**TO DO**
Below are some records. Say in a single number how many of their lines include the word "encoding".

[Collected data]
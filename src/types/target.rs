//! Compact difficulty encoding and 256-bit targets.
//!
//! Block headers carry difficulty as a 32-bit compact value: one exponent
//! byte followed by a 23-bit mantissa (bit 23 is a sign flag, always clear
//! for valid targets). The expanded form is a 256-bit threshold that
//! proof hashes are compared against.

use crate::types::hash::Hash;
use chaincore_derive::BinaryCodec;
use std::cmp::Ordering;
use std::fmt;

/// Compact 32-bit difficulty encoding.
///
/// `bits = (exponent << 24) | mantissa` where the expanded target equals
/// `mantissa * 256^(exponent - 3)`. Bit 23 of the mantissa is a sign flag
/// inherited from the wire format; a set sign flag makes the value invalid
/// as a difficulty.
#[derive(Clone, Copy, Debug, PartialEq, Eq, Hash, BinaryCodec, Default)]
pub struct CompactBits(pub u32);

impl CompactBits {
    const SIGN_FLAG: u32 = 0x0080_0000;
    const MANTISSA_MASK: u32 = 0x007f_ffff;

    /// Expands to a 256-bit target.
    ///
    /// Returns `None` when the sign flag is set or the mantissa shifted by
    /// the exponent overflows 256 bits. A zero mantissa expands to the zero
    /// target, which no hash can satisfy.
    pub fn expand(self) -> Option<Target> {
        let exponent = (self.0 >> 24) as usize;
        let mantissa = self.0 & Self::MANTISSA_MASK;

        if self.0 & Self::SIGN_FLAG != 0 {
            return None;
        }
        if mantissa == 0 {
            return Some(Target::ZERO);
        }

        // Overflow when any mantissa byte would land past byte 31.
        let mantissa_bytes = if mantissa > 0xffff {
            3
        } else if mantissa > 0xff {
            2
        } else {
            1
        };
        if exponent > 32 + 3 - mantissa_bytes {
            return None;
        }

        let mut bytes = [0u8; 32];
        let m = mantissa.to_le_bytes();
        if exponent >= 3 {
            let shift = exponent - 3;
            for i in 0..3 {
                if shift + i < 32 {
                    bytes[shift + i] = m[i];
                }
            }
        } else {
            // Fractional exponents drop low mantissa bytes.
            let drop = 3 - exponent;
            for i in drop..3 {
                bytes[i - drop] = m[i];
            }
        }

        Some(Target::from_le_bytes(bytes))
    }
}

impl fmt::Display for CompactBits {
    fn fmt(&self, f: &mut fmt::Formatter<'_>) -> fmt::Result {
        write!(f, "{:#010x}", self.0)
    }
}

/// A 256-bit difficulty target stored as four little-endian u64 limbs.
///
/// Limb 0 is least significant. A proof hash satisfies the target when,
/// read as a 256-bit little-endian integer, it is less than or equal to
/// the target.
#[derive(Clone, Copy, Debug, PartialEq, Eq)]
pub struct Target(pub [u64; 4]);

impl Target {
    pub const ZERO: Target = Target([0; 4]);

    /// Builds a target from 32 little-endian bytes.
    pub fn from_le_bytes(bytes: [u8; 32]) -> Target {
        let mut limbs = [0u64; 4];
        for (i, limb) in limbs.iter_mut().enumerate() {
            *limb = u64::from_le_bytes(bytes[i * 8..(i + 1) * 8].try_into().unwrap());
        }
        Target(limbs)
    }

    pub fn is_zero(&self) -> bool {
        self.0 == [0; 4]
    }

    /// True when the hash, read as a 256-bit integer, does not exceed
    /// this target.
    pub fn admits(&self, hash: &Hash) -> bool {
        let words = hash.words();
        for i in (0..4).rev() {
            match words[i].cmp(&self.0[i]) {
                Ordering::Less => return true,
                Ordering::Greater => return false,
                Ordering::Equal => continue,
            }
        }
        true
    }

    /// Returns the most significant 128 bits as a `u128`.
    pub fn high_bits(&self) -> u128 {
        ((self.0[3] as u128) << 64) | self.0[2] as u128
    }

    /// Returns the least significant 128 bits as a `u128`.
    pub fn low_bits(&self) -> u128 {
        ((self.0[1] as u128) << 64) | self.0[0] as u128
    }

    /// Expected number of proof attempts to satisfy this target, as a
    /// monotone `u128` approximation of `2^256 / (target + 1)`.
    ///
    /// Used for cumulative chain weight, so only the ordering matters:
    /// a strictly smaller target never yields less work. Targets small
    /// enough that the true quotient exceeds `u128::MAX` are mapped
    /// monotonically into the upper half of the range.
    pub fn work(&self) -> u128 {
        let hi = self.high_bits();
        if hi != 0 {
            (u128::MAX - hi) / (hi + 1) + 1
        } else {
            u128::MAX - self.low_bits() / 2
        }
    }

    /// Re-encodes to compact form, rounding down to 23 bits of mantissa.
    pub fn to_compact(&self) -> CompactBits {
        let mut bytes = [0u8; 32];
        for (i, limb) in self.0.iter().enumerate() {
            bytes[i * 8..(i + 1) * 8].copy_from_slice(&limb.to_le_bytes());
        }

        let Some(top) = bytes.iter().rposition(|&b| b != 0) else {
            return CompactBits(0);
        };

        let mut exponent = top + 1;
        let mut mantissa: u32 = 0;
        for i in 0..3 {
            mantissa <<= 8;
            let idx = top as isize - i as isize;
            if idx >= 0 {
                mantissa |= bytes[idx as usize] as u32;
            }
        }

        // Keep the sign flag clear by trading a mantissa byte for exponent.
        if mantissa & CompactBits::SIGN_FLAG != 0 {
            mantissa >>= 8;
            exponent += 1;
        }

        CompactBits(((exponent as u32) << 24) | mantissa)
    }
}

impl PartialOrd for Target {
    fn partial_cmp(&self, other: &Self) -> Option<Ordering> {
        Some(self.cmp(other))
    }
}

impl Ord for Target {
    fn cmp(&self, other: &Self) -> Ordering {
        for i in (0..4).rev() {
            match self.0[i].cmp(&other.0[i]) {
                Ordering::Equal => continue,
                ord => return ord,
            }
        }
        Ordering::Equal
    }
}

/// Easiest difficulty any proof-of-work block may claim.
pub const POW_LIMIT: CompactBits = CompactBits(0x2000_ffff);

/// Easiest difficulty any proof-of-stake block may claim.
pub const POS_LIMIT: CompactBits = CompactBits(0x2000_ffff);

#[cfg(test)]
mod tests {
    use super::*;

    #[test]
    fn expand_places_mantissa_at_exponent() {
        // mantissa 0x010000 * 256^(4-3) = 0x01000000
        let target = CompactBits(0x0401_0000).expand().unwrap();
        assert_eq!(target.0[0], 0x0100_0000);
        assert_eq!(&target.0[1..], &[0, 0, 0]);
    }

    #[test]
    fn expand_rejects_sign_flag() {
        assert!(CompactBits(0x0480_0000).expand().is_none());
    }

    #[test]
    fn expand_rejects_overflow() {
        assert!(CompactBits(0x2200_ffff).expand().is_none());
        // One byte of mantissa still fits at exponent 34.
        assert!(CompactBits(0x2200_00ff).expand().is_some());
    }

    #[test]
    fn expand_zero_mantissa_is_zero_target() {
        let target = CompactBits(0x0500_0000).expand().unwrap();
        assert!(target.is_zero());

        let mut hash = [0u8; 32];
        hash[0] = 1;
        assert!(!target.admits(&Hash(hash)));
    }

    #[test]
    fn compact_roundtrip() {
        for bits in [0x1e00_ffff_u32, 0x1d00_ffff, 0x1b0a_bcde, 0x0401_2345] {
            let target = CompactBits(bits).expand().unwrap();
            assert_eq!(target.to_compact(), CompactBits(bits));
        }
    }

    #[test]
    fn to_compact_avoids_sign_flag() {
        let mut bytes = [0u8; 32];
        bytes[31] = 0x80;
        let compact = Target::from_le_bytes(bytes).to_compact();
        assert_eq!(compact.0 & 0x0080_0000, 0);
        // Round-trips to the same value despite the shift.
        assert_eq!(compact.expand().unwrap(), Target::from_le_bytes(bytes));
    }

    #[test]
    fn admits_boundary() {
        let target = CompactBits(0x2000_ffff).expand().unwrap();

        let mut below = [0u8; 32];
        below[0] = 1;
        assert!(target.admits(&Hash(below)));

        let mut above = [0xffu8; 32];
        above[31] = 0xff;
        assert!(!target.admits(&Hash(above)));

        // Exact equality satisfies the target.
        let mut exact = [0u8; 32];
        exact[29] = 0xff;
        exact[30] = 0xff;
        assert!(target.admits(&Hash(exact)));
    }

    #[test]
    fn work_is_monotone_in_target() {
        let easy = CompactBits(0x1e00_ffff).expand().unwrap();
        let hard = CompactBits(0x1d00_ffff).expand().unwrap();
        let harder = CompactBits(0x1c00_ffff).expand().unwrap();

        assert!(hard < easy);
        assert!(easy.work() < hard.work());
        assert!(hard.work() < harder.work());
    }

    #[test]
    fn work_monotone_across_limb_boundary() {
        // Largest target with the high half zero.
        let low = Target([u64::MAX, u64::MAX, 0, 0]);
        // Smallest target with the high half nonzero.
        let high = Target([0, 0, 1, 0]);
        assert!(low < high);
        assert!(low.work() >= high.work());
    }
}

**THE ANSWER**
2